Trata-se de Embargos de Declaração opostos por Arnor Santana de Oliveira em face da sentença proferida junto ao ID. 313214372.
Disserta o embargante que o respectivo provimento interlocutório teria incidido em vício, quando da fixação dos danos materiais e da cláusula penal referente ao contrato objeto da presente demanda.

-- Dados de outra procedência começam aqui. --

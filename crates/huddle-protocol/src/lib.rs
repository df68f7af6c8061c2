//! Shared protocol definitions for Huddle.
//!
//! Everything in here crosses a process boundary: side-channel messages
//! exchanged between peers, the signaling relay envelope, and the small
//! enums the session core and the UI agree on.

pub mod messages;
pub mod types;

pub use messages::*;
pub use types::*;
//! GStreamer capture devices
//!
//! Each track is backed by its own pipeline ending in an `appsink`. The
//! pipeline is the track's device lease: stopping the track sets it to
//! `Null`, and a pipeline that dies on its own (EOS, device unplugged,
//! permission revoked) ends the track.
//!
//! Platform sources:
//! - macOS: avfvideosrc (camera and `capture-screen=true`)
//! - Linux: v4l2src, ximagesrc
//! - Windows: ksvideosrc, d3d11screencapturesrc

use std::sync::atomic::{AtomicBool, Ordering};
use std::sync::{Arc, Weak};
use std::time::Duration;

use anyhow::{Result, anyhow};
use async_trait::async_trait;
use gstreamer as gst;
use gstreamer::prelude::*;
use gstreamer_app as gst_app;
use gstreamer_video as gst_video;
use huddle_media::{AudioChunk, MediaFrame, PixelFormat, VideoFrame, audio};
use huddle_protocol::{SourceKind, TrackKind};

use crate::error::DeviceError;
use crate::media::{CameraRequest, DeviceLease, MediaDevices, MediaSource, MediaTrack};

fn camera_pipeline(device_index: u32) -> String {
    #[cfg(target_os = "macos")]
    let source = format!("avfvideosrc device-index={}", device_index);

    #[cfg(target_os = "windows")]
    let source = format!("ksvideosrc device-index={}", device_index);

    #[cfg(not(any(target_os = "macos", target_os = "windows")))]
    let source = format!("v4l2src device=/dev/video{}", device_index);

    // The caps filter must come after videoconvert to force RGBA output
    format!("{} ! videoconvert ! video/x-raw,format=RGBA ! videoscale ! appsink name=sink", source)
}

fn screen_pipeline() -> String {
    #[cfg(target_os = "macos")]
    let source = "avfvideosrc capture-screen=true capture-screen-cursor=true";

    #[cfg(target_os = "windows")]
    let source = "d3d11screencapturesrc show-cursor=true ! d3d11download";

    #[cfg(not(any(target_os = "macos", target_os = "windows")))]
    let source = "ximagesrc show-pointer=true use-damage=false";

    format!(
        "{} ! videorate ! video/x-raw,framerate=30/1 ! videoconvert ! video/x-raw,format=RGBA ! appsink name=sink",
        source
    )
}

fn microphone_pipeline() -> String {
    format!(
        "autoaudiosrc ! audioconvert ! audioresample ! \
         audio/x-raw,format=S16LE,rate={},channels={},layout=interleaved ! \
         appsink name=sink",
        audio::SAMPLE_RATE,
        audio::CHANNELS
    )
}

/// Sort a GStreamer error into what the session can act on
fn classify(message: &str) -> DeviceError {
    let lower = message.to_lowercase();
    if lower.contains("cancel") {
        DeviceError::Cancelled
    } else if lower.contains("permission") || lower.contains("not authorized") || lower.contains("denied") {
        DeviceError::PermissionDenied(message.to_string())
    } else if lower.contains("busy") {
        DeviceError::Busy(message.to_string())
    } else {
        DeviceError::Unavailable(message.to_string())
    }
}

/// A running pipeline owned by one track
struct PipelineLease {
    pipeline: gst::Pipeline,
    running: Arc<AtomicBool>,
}

impl DeviceLease for PipelineLease {
    fn release(&self) {
        self.running.store(false, Ordering::SeqCst);
        let _ = self.pipeline.set_state(gst::State::Null);
        tracing::info!("Capture pipeline {} stopped", self.pipeline.name());
    }
}

fn launch(description: &str) -> std::result::Result<(gst::Pipeline, gst_app::AppSink), DeviceError> {
    let build = || -> Result<(gst::Pipeline, gst_app::AppSink)> {
        let pipeline = gst::parse::launch(description)?
            .downcast::<gst::Pipeline>()
            .map_err(|_| anyhow!("Failed to downcast to Pipeline"))?;

        let appsink = pipeline
            .by_name("sink")
            .ok_or_else(|| anyhow!("Could not find appsink"))?
            .downcast::<gst_app::AppSink>()
            .map_err(|_| anyhow!("Failed to downcast to AppSink"))?;

        appsink.set_property("sync", false);
        appsink.set_property("max-buffers", 2u32);
        appsink.set_property("drop", true);
        Ok((pipeline, appsink))
    };
    let (pipeline, appsink) = build().map_err(|e| DeviceError::Backend(e.to_string()))?;

    tracing::info!("Starting capture pipeline: {}", description);
    if pipeline.set_state(gst::State::Playing).is_err() {
        let error = first_bus_error(&pipeline).unwrap_or_else(|| "failed to start pipeline".to_string());
        let _ = pipeline.set_state(gst::State::Null);
        return Err(classify(&error));
    }

    let (state_result, _current, _pending) = pipeline.state(gst::ClockTime::from_seconds(2));
    if let Some(error) = first_bus_error(&pipeline) {
        let _ = pipeline.set_state(gst::State::Null);
        return Err(classify(&error));
    }
    if state_result.is_err() {
        let _ = pipeline.set_state(gst::State::Null);
        return Err(DeviceError::Unavailable("pipeline failed to reach Playing state".to_string()));
    }

    Ok((pipeline, appsink))
}

fn first_bus_error(pipeline: &gst::Pipeline) -> Option<String> {
    let bus = pipeline.bus()?;
    while let Some(msg) = bus.pop() {
        if let gst::MessageView::Error(err) = msg.view() {
            return Some(format!("{} ({:?})", err.error(), err.debug()));
        }
    }
    None
}

fn to_frame(kind: TrackKind, sample: &gst::Sample) -> Option<MediaFrame> {
    let buffer = sample.buffer()?;
    let timestamp = buffer
        .pts()
        .map(|pts| Duration::from_nanos(pts.nseconds()))
        .unwrap_or_default();
    let map = buffer.map_readable().ok()?;

    match kind {
        TrackKind::Video => {
            let info = gst_video::VideoInfo::from_caps(sample.caps()?).ok()?;
            let frame = VideoFrame::new(
                info.width(),
                info.height(),
                PixelFormat::Rgba,
                map.as_slice().to_vec(),
                timestamp,
            );
            frame.is_well_formed().then(|| frame.into())
        }
        TrackKind::Audio => {
            let samples = map
                .as_slice()
                .chunks_exact(2)
                .map(|b| i16::from_le_bytes([b[0], b[1]]))
                .collect();
            Some(
                AudioChunk {
                    sample_rate: audio::SAMPLE_RATE,
                    channels: audio::CHANNELS as u16,
                    samples,
                    timestamp,
                }
                .into(),
            )
        }
    }
}

/// Start `description` and publish what its appsink produces on a new track
fn open_track(kind: TrackKind, label: &str, description: &str) -> std::result::Result<Arc<MediaTrack>, DeviceError> {
    let (pipeline, appsink) = launch(description)?;
    let running = Arc::new(AtomicBool::new(true));
    let lease = Arc::new(PipelineLease {
        pipeline: pipeline.clone(),
        running: running.clone(),
    });
    let track = MediaTrack::with_lease(kind, label, lease);

    let weak: Weak<MediaTrack> = Arc::downgrade(&track);
    let mut frame_count = 0u64;
    appsink.set_callbacks(
        gst_app::AppSinkCallbacks::builder()
            .new_sample(move |sink| {
                let sample = sink.pull_sample().map_err(|_| gst::FlowError::Eos)?;
                let Some(track) = weak.upgrade() else {
                    return Err(gst::FlowError::Eos);
                };
                frame_count += 1;
                if frame_count % 300 == 1 {
                    tracing::debug!("{} captured frame {}", track.label(), frame_count);
                }
                if let Some(frame) = to_frame(kind, &sample) {
                    track.publish(frame);
                }
                Ok(gst::FlowSuccess::Ok)
            })
            .build(),
    );

    watch_bus(pipeline, running, Arc::downgrade(&track));
    Ok(track)
}

/// End the track when the pipeline dies underneath it
fn watch_bus(pipeline: gst::Pipeline, running: Arc<AtomicBool>, track: Weak<MediaTrack>) {
    let Some(bus) = pipeline.bus() else {
        return;
    };
    std::thread::spawn(move || {
        while running.load(Ordering::SeqCst) {
            let Some(msg) = bus.timed_pop(gst::ClockTime::from_mseconds(250)) else {
                continue;
            };
            let reason = match msg.view() {
                gst::MessageView::Eos(_) => "end of stream".to_string(),
                gst::MessageView::Error(err) => format!("{} ({:?})", err.error(), err.debug()),
                _ => continue,
            };
            if let Some(track) = track.upgrade() {
                tracing::warn!("Capture for {} ended: {}", track.label(), reason);
                track.stop();
            }
            break;
        }
    });
}

async fn blocking<T: Send + 'static>(
    f: impl FnOnce() -> std::result::Result<T, DeviceError> + Send + 'static,
) -> std::result::Result<T, DeviceError> {
    tokio::task::spawn_blocking(f)
        .await
        .map_err(|e| DeviceError::Backend(format!("capture task failed: {}", e)))?
}

/// Capture devices backed by GStreamer
pub struct GstDevices;

impl GstDevices {
    pub fn new() -> Result<Self> {
        gst::init()?;
        Ok(Self)
    }
}

#[async_trait]
impl MediaDevices for GstDevices {
    async fn open_camera(&self, request: CameraRequest) -> std::result::Result<Arc<MediaSource>, DeviceError> {
        blocking(move || {
            let mut tracks = Vec::new();
            if request.video {
                let index = request.device_index.unwrap_or(0);
                tracks.push(open_track(TrackKind::Video, "camera", &camera_pipeline(index))?);
            }
            if request.audio {
                match open_track(TrackKind::Audio, "microphone", &microphone_pipeline()) {
                    Ok(track) => tracks.push(track),
                    // Still usable as a camera-only source
                    Err(e) if !tracks.is_empty() => tracing::warn!("Microphone unavailable: {}", e),
                    Err(e) => return Err(e),
                }
            }
            Ok(MediaSource::new(SourceKind::Camera, tracks))
        })
        .await
    }

    async fn open_screen(&self) -> std::result::Result<Arc<MediaSource>, DeviceError> {
        blocking(|| {
            let video = open_track(TrackKind::Video, "screen", &screen_pipeline())?;
            Ok(MediaSource::new(SourceKind::Screen, vec![video]))
        })
        .await
    }

    async fn open_recording_capture(&self) -> std::result::Result<Arc<MediaSource>, DeviceError> {
        blocking(|| {
            let video = open_track(TrackKind::Video, "recording screen", &screen_pipeline())?;
            let mut tracks = vec![video];
            match open_track(TrackKind::Audio, "recording audio", &microphone_pipeline()) {
                Ok(audio) => tracks.push(audio),
                Err(e) => tracing::warn!("Recording without audio: {}", e),
            }
            Ok(MediaSource::new(SourceKind::Screen, tracks))
        })
        .await
    }
}

#[cfg(test)]
mod tests {
    use super::*;

    #[test]
    fn errors_are_classified() {
        assert!(classify("User cancelled the capture").is_cancelled());
        assert!(matches!(
            classify("Screen recording permission denied"),
            DeviceError::PermissionDenied(_)
        ));
        assert!(matches!(classify("Device or resource busy"), DeviceError::Busy(_)));
        assert!(matches!(classify("No such device"), DeviceError::Unavailable(_)));
    }

    #[test]
    fn pipelines_end_in_appsink() {
        for pipeline in [camera_pipeline(1), screen_pipeline(), microphone_pipeline()] {
            assert!(pipeline.ends_with("appsink name=sink"), "{}", pipeline);
        }
        assert!(microphone_pipeline().contains("rate=48000,channels=2"));
    }
}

Conclusos vieram-me os autos. É O NECESSÁRIO CIRCUNSTANCIAR.
FUNDAMENTO E DECIDO.
Os embargos declaratórios foram interpostos tempestivamente, razão pela qual deles conheço, em consonância com os requisitos de admissibilidade.
Com efeito, estabelece o art. 1.022 do Código de Processo Civil que são cabíveis os embargos de declaração contra qualquer decisão judicial que tenha incorrido em obscuridade, contradição, omissão ou, ainda, para corrigir erro material, assim dispõe o mencionado dispositivo: Art. 1.022.
Cabem embargos de declaração contra qualquer decisão judicial para: I - esclarecer obscuridade ou eliminar contradição; II - suprir omissão de ponto ou questão sobre o qual devia se pronunciar o juiz de ofício ou a requerimento; III - corrigir erro material.
Parágrafo único.
Considera-se omissa a decisão que: I - deixe de se manifestar sobre tese firmada em julgamento de casos repetitivos ou em incidente de assunção de competência aplicável ao caso sob julgamento; II - incorra em qualquer das condutas descritas no art. 489, § 1º.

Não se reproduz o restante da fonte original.